What? Nooooooo! The Powermax line must continue until I get a chance to get one. I'm going to get a Toro Timemaster 30" WAM this year and then the Powermax next year. Toro finally put a larger CC motor on the Timemaster last year and I've been saving my scrap metal money ever since. Toro must know that I want a Powermax, I'm on their site all the time. Now that they have the SnowMaster's, Toro should thin out the PowerMax line to one blower and then have the PowerMax HD line consist of the 926 OHXE, 1028 OHXE, 1028 OHXE (38806 Commericial), *and the new 1128 OHXE*.


----------



## detdrbuzzard (Jan 20, 2012)

POWERSHIFT93 said:


> * I am guessing that the powermax line is coming to an end soon for it has been around 13 years now. so it will be interesting to see what will replace it down the road.*


hopefully they come out with a new 824 when they do replace the powermax line


----------



## UNDERTAKER (Dec 30, 2013)

Zavie said:


> What? Nooooooo! The Powermax line must continue until I get a chance to get one. I'm going to get a Toro Timemaster 30" WAM this year and then the Powermax next year. Toro finally put a larger CC motor on the Timemaster last year and I've been saving my scrap metal money ever since. Toro must know that I want a Powermax, I'm on their site all the time. Now that they have the SnowMaster's, Toro should thin out the PowerMax line to one blower and then have the PowerMax HD line consist of the 926 OHXE, 1028 OHXE, 1028 OHXE (38806 Commericial), *and the new 1128 OHXE*.


* That was just my musings on that subject at hand. they could go another 10 years for all I know.*


----------



## UNDERTAKER (Dec 30, 2013)

detdrbuzzard said:


> hopefully they come out with a new 824 when they do replace the powermax line


* I wish they would bring back the 32 inch cut or larger.*


----------



## Zavie (Sep 23, 2014)

POWERSHIFT93 said:


> * I wish they would bring back the 32 inch cut or larger.*


32"?? That's a very long shot. Being that they dominate the walk behind WAM category now, I'm not sure they would go to a larger walk behind. Besides, they have great synergy between the 30" residential Timemaster and the 30" commercial Turfmaster. They could make some tweeks to the Turfmaster to lighten up the weight a bit though.


----------



## UNDERTAKER (Dec 30, 2013)

Zavie said:


> 32"?? That's a very long shot. Being that they dominate the walk behind WAM category now, I'm not sure they would go to a larger walk behind. Besides, they have great synergy between the 30" residential Timemaster and the 30" commercial Turfmaster. They could make some tweeks to the Turfmaster to lighten up the weight a bit though.

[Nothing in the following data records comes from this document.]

//! Log provider implementations

#[cfg(feature = "console")]
pub mod console;
#[cfg(feature = "file")]
pub mod file;
pub mod memory;

#[cfg(feature = "console")]
pub use console::ConsoleLogProvider;
#[cfg(feature = "file")]
pub use file::{FileFormat, FileLogProvider};
pub use memory::MemoryLogProvider;

// Re-export the trait so implementors need a single import
pub use crate::core::LogProvider;

use crate::core::LogEntry;

/// Escape control characters so a message cannot forge extra log lines
pub(crate) fn escape_message(message: &str) -> String {
    message
        .replace('\n', "\\n")
        .replace('\r', "\\r")
        .replace('\t', "\\t")
}

/// Single-line text rendering shared by the text providers
///
/// `level` is passed pre-rendered so callers can colour it.
pub(crate) fn text_line(entry: &LogEntry, level: &str) -> String {
    let mut line = format!(
        "[{}] [{}] {}",
        entry.create_time.format("%Y-%m-%d %H:%M:%S%.3f"),
        level,
        escape_message(entry.message_or_empty())
    );

    if !entry.extended_properties.is_empty() {
        line.push_str(" | ");
        line.push_str(&escape_message(&entry.extended_properties.format_fields()));
    }

    if let Some(ref exception) = entry.exception {
        line.push_str(" | ");
        line.push_str(&escape_message(&exception.to_string()));
    }

    if let Some(ref caller) = entry.caller {
        line.push_str(&format!(" ({})", caller));
    }

    line
}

* They used to make a 32inch cut snowblower.*


----------



## Zavie (Sep 23, 2014)

POWERSHIFT93 said:


> * They used to make a 32inch cut snowblower.*


Oh.... I thought we were talking lawn equipment, my mistake LOL :smile2:


As far as the 32" snowblower, yeah a 1232 OHHE HYDRO!!


----------



## tdipaul (Jul 11, 2015)

POWERSHIFT93 said:


> * I am guessing that the powermax line is coming to an end soon for it has been around 13 years now. so it will be interesting to see what will replace it down the road.*


Me thinks that you Mr Powershift are working at Toro, worked at Toro, or know someone "on the inside" at Toro 

Because the patent of what appears to be the beginning of the Powermax line with the ACS and quick stick was granted almost 14 years ago...

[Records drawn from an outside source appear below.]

//! Stable logger handle that follows configuration changes

use super::factory::ProviderRegistry;
use super::registry::find_definition;
use super::section::ConfigSection;
use crate::core::{
    CallerInfo, DispatchMode, ErrorReporter, LogDispatch, LogEntry, LogLevel, Logger, LoggerError,
    Result,
};
use arc_swap::ArcSwap;
use async_trait::async_trait;
use parking_lot::Mutex;
use std::fmt;
use std::sync::atomic::{AtomicU64, Ordering};
use std::sync::Arc;

/// Proxy whose target [`Logger`] is replaced when its definition changes
///
/// Every operation reads the current target once and runs entirely against
/// it, so a dispatch that started before a reload finishes on the old logger
/// while later calls see the new one.
pub struct ReloadingLogger {
    requested_name: String,
    target: ArcSwap<Logger>,
    definition: Mutex<ConfigSection>,
    reloads: AtomicU64,
}

impl ReloadingLogger {
    pub(crate) fn new(requested_name: &str, logger: Logger, definition: ConfigSection) -> Self {
        Self {
            requested_name: requested_name.to_string(),
            target: ArcSwap::from_pointee(logger),
            definition: Mutex::new(definition),
            reloads: AtomicU64::new(0),
        }
    }

    /// Name this handle was resolved with
    pub fn requested_name(&self) -> &str {
        &self.requested_name
    }

    /// The logger calls are currently forwarded to
    pub fn current(&self) -> Arc<Logger> {
        self.target.load_full()
    }

    /// Definition subtree the current target was built from
    pub fn definition(&self) -> ConfigSection {
        self.definition.lock().clone()
    }

    /// Number of times the target has been replaced
    pub fn reload_count(&self) -> u64 {
        self.reloads.load(Ordering::Relaxed)
    }

    /// Rebuild the target from `section` if this logger's definition changed
    ///
    /// On failure the current target stays in place and the error is
    /// reported.
    pub(crate) fn apply(&self, section: &ConfigSection, registry: &ProviderRegistry, reporter: &ErrorReporter) {
        let Some(definition) = find_definition(section, &self.requested_name) else {
            let error = LoggerError::reload(
                &self.requested_name,
                LoggerError::logger_not_found(&self.requested_name).to_string(),
            );
            reporter.report_error(&self.requested_name, &error);
            return;
        };

        if self.definition.lock().raw() == definition.raw() {
            return;
        }

        match registry.build_logger(&definition, reporter.callback().cloned()) {
            Ok(logger) => {
                self.target.store(Arc::new(logger));
                *self.definition.lock() = definition;
                self.reloads.fetch_add(1, Ordering::Relaxed);
            }
            Err(e) => {
                let error = LoggerError::reload(&self.requested_name, e.to_string());
                reporter.report_error(&self.requested_name, &error);
            }
        }
    }
}

#[async_trait]
impl LogDispatch for ReloadingLogger {
    fn name(&self) -> &str {
        // Stable across reloads
        &self.requested_name
    }

    fn is_enabled(&self, level: LogLevel) -> bool {
        self.target.load().is_enabled(level)
    }

    async fn log(
        &self,
        entry: LogEntry,
        mode: Option<DispatchMode>,
        caller: Option<CallerInfo>,
    ) -> Result<()> {
        let target = self.current();
        target.log(entry, mode, caller).await
    }

    fn log_detached(&self, entry: LogEntry, caller: Option<CallerInfo>) {
        self.target.load().log_detached(entry, caller)
    }

    async fn flush(&self) -> Result<()> {
        let target = self.current();
        target.flush().await
    }
}

impl fmt::Debug for ReloadingLogger {
    fn fmt(&self, f: &mut fmt::Formatter<'_>) -> fmt::Result {
        f.debug_struct("ReloadingLogger")
            .field("requested_name", &self.requested_name)
            .field("target", &*self.target.load())
            .field("reloads", &self.reload_count())
            .finish()
    }
}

And if a patent has a duration of 14 years from date of granting, this one expires on August 10, 2018. 



What might Toro do to improve the line, or do next?

This recent filing could be a sign of what is coming...



I have no idea how all this patent stuff works but this could be the extension of the quick stick?



.
.


----------



## barney (Nov 21, 2017)

Zavie said:


> 32"?? That's a very long shot. Being that they dominate the walk behind WAM category now, I'm not sure they would go to a larger walk behind. Besides, they have great synergy between the 30" residential Timemaster and the 30" commercial Turfmaster. They could make some tweeks to the Turfmaster to lighten up the weight a bit though.


What's a "WAM"???


----------



## barney (Nov 21, 2017)

tdipaul said:


> Me thinks that you Mr Powershift are working at Toro, worked at Toro, or know someone "on the inside" at Toro
> 
> Because the patent of what appears to be the beginning of the Powermax line with the ACS and quick stick was granted almost 14 years ago...
> 
> ...


That 2nd patent abstract description pretty much sounds like the quik chute they already have. Wonder what the "Power Head" in the 1st one refers to.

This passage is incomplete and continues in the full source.